Extracted data entries:
+ + + +

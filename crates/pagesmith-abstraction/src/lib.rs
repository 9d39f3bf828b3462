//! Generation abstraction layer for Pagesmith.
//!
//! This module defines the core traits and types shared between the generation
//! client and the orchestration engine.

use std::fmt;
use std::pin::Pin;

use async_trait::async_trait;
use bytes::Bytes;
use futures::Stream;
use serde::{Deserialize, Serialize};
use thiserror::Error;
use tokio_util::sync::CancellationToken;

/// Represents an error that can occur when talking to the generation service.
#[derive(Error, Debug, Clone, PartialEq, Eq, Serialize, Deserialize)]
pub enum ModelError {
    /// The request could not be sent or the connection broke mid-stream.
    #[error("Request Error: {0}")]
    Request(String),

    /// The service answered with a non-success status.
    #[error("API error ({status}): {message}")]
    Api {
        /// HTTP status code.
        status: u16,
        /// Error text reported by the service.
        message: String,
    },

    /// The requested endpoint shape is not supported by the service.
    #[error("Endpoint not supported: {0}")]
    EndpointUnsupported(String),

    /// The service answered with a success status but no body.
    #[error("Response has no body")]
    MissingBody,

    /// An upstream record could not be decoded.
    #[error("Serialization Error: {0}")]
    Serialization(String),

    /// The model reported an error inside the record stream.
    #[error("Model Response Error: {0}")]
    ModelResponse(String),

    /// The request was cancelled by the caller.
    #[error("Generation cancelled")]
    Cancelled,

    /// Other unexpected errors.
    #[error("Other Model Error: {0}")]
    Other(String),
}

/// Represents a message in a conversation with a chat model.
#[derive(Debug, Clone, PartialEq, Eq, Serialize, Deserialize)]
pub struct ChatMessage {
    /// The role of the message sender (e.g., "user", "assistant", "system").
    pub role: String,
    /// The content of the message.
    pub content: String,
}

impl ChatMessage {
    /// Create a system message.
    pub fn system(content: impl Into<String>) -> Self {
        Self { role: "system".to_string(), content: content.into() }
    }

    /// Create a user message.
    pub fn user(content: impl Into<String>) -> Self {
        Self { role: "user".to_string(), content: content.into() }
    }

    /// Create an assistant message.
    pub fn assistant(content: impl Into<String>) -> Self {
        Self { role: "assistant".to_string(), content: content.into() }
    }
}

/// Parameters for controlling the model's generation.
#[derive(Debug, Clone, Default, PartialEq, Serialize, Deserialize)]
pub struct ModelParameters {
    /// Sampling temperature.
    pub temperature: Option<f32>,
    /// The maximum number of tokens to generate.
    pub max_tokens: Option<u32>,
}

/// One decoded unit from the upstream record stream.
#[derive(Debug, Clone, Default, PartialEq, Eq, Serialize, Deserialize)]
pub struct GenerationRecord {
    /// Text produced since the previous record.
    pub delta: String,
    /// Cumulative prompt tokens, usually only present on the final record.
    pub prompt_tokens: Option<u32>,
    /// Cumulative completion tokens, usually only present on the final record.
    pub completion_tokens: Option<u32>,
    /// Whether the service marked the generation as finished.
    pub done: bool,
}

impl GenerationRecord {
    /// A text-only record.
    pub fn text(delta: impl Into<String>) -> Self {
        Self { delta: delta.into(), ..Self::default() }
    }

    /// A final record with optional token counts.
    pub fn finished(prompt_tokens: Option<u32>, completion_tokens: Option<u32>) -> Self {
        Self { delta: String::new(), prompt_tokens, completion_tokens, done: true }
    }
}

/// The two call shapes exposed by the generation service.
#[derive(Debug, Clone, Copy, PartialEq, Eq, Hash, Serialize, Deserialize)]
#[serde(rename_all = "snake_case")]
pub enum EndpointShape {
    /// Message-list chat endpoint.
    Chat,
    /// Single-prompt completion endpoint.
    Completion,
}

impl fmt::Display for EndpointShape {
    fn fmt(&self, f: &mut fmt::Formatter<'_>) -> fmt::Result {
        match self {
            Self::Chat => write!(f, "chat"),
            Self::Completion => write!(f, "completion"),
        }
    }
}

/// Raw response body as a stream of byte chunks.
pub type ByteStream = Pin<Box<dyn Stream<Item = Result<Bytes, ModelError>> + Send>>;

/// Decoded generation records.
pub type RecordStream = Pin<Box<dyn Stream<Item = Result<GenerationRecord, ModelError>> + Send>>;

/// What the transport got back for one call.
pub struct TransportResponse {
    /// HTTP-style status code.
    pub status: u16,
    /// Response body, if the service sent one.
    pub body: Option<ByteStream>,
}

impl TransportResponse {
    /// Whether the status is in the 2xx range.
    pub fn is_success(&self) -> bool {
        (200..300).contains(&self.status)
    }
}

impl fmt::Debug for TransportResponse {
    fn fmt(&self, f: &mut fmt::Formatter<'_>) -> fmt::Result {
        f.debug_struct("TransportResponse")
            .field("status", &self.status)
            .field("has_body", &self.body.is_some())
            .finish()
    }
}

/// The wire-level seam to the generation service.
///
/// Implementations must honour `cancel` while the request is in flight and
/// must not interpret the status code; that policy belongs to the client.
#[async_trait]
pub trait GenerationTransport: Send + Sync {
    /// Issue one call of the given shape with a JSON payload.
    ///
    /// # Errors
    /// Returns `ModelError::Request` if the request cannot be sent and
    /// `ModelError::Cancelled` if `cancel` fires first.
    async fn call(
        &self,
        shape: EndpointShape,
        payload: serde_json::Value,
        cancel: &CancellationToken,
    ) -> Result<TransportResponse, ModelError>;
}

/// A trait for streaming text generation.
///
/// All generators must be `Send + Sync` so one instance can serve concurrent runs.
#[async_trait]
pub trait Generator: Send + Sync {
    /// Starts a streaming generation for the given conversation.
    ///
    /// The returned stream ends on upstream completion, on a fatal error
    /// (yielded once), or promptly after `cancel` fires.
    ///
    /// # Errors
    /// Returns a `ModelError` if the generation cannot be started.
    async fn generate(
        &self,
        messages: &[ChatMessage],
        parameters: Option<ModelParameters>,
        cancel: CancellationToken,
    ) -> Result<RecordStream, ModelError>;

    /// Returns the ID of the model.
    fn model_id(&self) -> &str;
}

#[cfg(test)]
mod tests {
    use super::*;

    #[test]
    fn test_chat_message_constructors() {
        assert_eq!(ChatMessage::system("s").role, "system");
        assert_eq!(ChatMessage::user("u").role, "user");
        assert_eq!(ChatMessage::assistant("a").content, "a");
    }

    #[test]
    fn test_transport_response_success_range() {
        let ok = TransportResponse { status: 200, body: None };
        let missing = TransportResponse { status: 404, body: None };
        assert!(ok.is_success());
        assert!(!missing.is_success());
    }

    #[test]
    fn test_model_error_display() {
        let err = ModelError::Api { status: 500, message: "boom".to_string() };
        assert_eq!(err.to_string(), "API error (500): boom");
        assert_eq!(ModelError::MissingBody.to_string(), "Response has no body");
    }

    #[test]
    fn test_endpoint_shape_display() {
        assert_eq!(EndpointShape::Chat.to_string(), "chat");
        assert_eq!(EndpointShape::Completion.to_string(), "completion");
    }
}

+ + + +

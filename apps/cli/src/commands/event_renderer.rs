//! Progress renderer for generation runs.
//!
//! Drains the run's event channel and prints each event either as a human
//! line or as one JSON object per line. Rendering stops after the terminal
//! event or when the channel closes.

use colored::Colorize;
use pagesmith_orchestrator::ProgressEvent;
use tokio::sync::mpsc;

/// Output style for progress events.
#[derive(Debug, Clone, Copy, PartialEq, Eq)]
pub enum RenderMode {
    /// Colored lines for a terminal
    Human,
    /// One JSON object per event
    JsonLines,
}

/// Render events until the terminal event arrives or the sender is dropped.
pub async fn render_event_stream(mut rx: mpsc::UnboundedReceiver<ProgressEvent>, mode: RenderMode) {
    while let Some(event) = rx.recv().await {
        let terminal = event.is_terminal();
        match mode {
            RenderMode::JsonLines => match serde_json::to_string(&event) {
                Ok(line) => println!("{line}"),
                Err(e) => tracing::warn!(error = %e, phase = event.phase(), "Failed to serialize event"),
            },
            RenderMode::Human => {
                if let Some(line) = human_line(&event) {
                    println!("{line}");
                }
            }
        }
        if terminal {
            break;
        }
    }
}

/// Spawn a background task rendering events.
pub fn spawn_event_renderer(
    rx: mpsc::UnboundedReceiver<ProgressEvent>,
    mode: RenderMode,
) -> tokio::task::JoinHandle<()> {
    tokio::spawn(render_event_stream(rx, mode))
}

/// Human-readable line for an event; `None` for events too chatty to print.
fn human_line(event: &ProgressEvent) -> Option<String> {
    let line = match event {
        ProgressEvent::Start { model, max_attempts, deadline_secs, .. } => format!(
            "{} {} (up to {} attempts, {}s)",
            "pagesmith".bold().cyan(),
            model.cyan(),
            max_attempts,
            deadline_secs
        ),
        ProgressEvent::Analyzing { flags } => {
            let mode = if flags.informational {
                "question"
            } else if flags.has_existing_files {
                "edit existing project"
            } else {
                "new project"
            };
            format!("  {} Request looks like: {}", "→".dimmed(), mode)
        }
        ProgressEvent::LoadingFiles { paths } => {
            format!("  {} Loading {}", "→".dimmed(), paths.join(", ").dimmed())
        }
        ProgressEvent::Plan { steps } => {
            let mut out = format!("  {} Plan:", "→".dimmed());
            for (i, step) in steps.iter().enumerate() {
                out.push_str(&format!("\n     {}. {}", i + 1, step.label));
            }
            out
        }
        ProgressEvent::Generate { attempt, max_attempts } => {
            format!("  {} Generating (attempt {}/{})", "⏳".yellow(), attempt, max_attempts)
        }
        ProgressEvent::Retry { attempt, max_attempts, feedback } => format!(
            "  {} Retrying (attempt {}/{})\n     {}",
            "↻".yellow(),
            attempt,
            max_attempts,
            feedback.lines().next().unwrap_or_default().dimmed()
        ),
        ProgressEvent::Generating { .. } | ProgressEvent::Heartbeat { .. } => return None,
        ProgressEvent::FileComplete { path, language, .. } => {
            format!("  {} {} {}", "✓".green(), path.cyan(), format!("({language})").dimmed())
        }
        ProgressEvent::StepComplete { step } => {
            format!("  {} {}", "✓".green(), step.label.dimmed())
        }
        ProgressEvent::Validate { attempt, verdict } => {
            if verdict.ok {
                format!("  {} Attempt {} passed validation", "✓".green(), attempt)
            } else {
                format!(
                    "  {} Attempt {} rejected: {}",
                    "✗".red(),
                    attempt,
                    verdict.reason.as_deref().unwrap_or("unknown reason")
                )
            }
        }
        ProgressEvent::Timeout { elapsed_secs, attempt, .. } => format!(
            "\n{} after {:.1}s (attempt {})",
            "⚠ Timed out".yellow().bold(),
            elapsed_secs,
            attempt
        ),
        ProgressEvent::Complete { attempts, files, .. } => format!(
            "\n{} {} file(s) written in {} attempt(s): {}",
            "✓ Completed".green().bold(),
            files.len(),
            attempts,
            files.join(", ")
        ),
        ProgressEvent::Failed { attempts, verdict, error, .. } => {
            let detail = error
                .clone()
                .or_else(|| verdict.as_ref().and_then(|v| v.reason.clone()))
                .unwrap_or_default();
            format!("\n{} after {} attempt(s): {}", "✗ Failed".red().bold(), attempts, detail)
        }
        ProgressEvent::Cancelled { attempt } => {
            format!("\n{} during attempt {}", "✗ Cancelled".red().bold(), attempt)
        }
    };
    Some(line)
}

+ + + +

REQUIRED ACTION:
With the line that has "filename crates/pagesmith-abstraction/src/lib.rs" as the first and the line that has "use std::pin::Pin;" as the last, repeat exactly that run of lines above and no more.

EXPECTED ANSWER:
filename crates/pagesmith-abstraction/src/lib.rs
repository 9d39f3bf828b3462
//! Generation abstraction layer for Pagesmith.
//!
//! This module defines the core traits and types shared between the generation
//! client and the orchestration engine.

use std::fmt;
use std::pin::Pin;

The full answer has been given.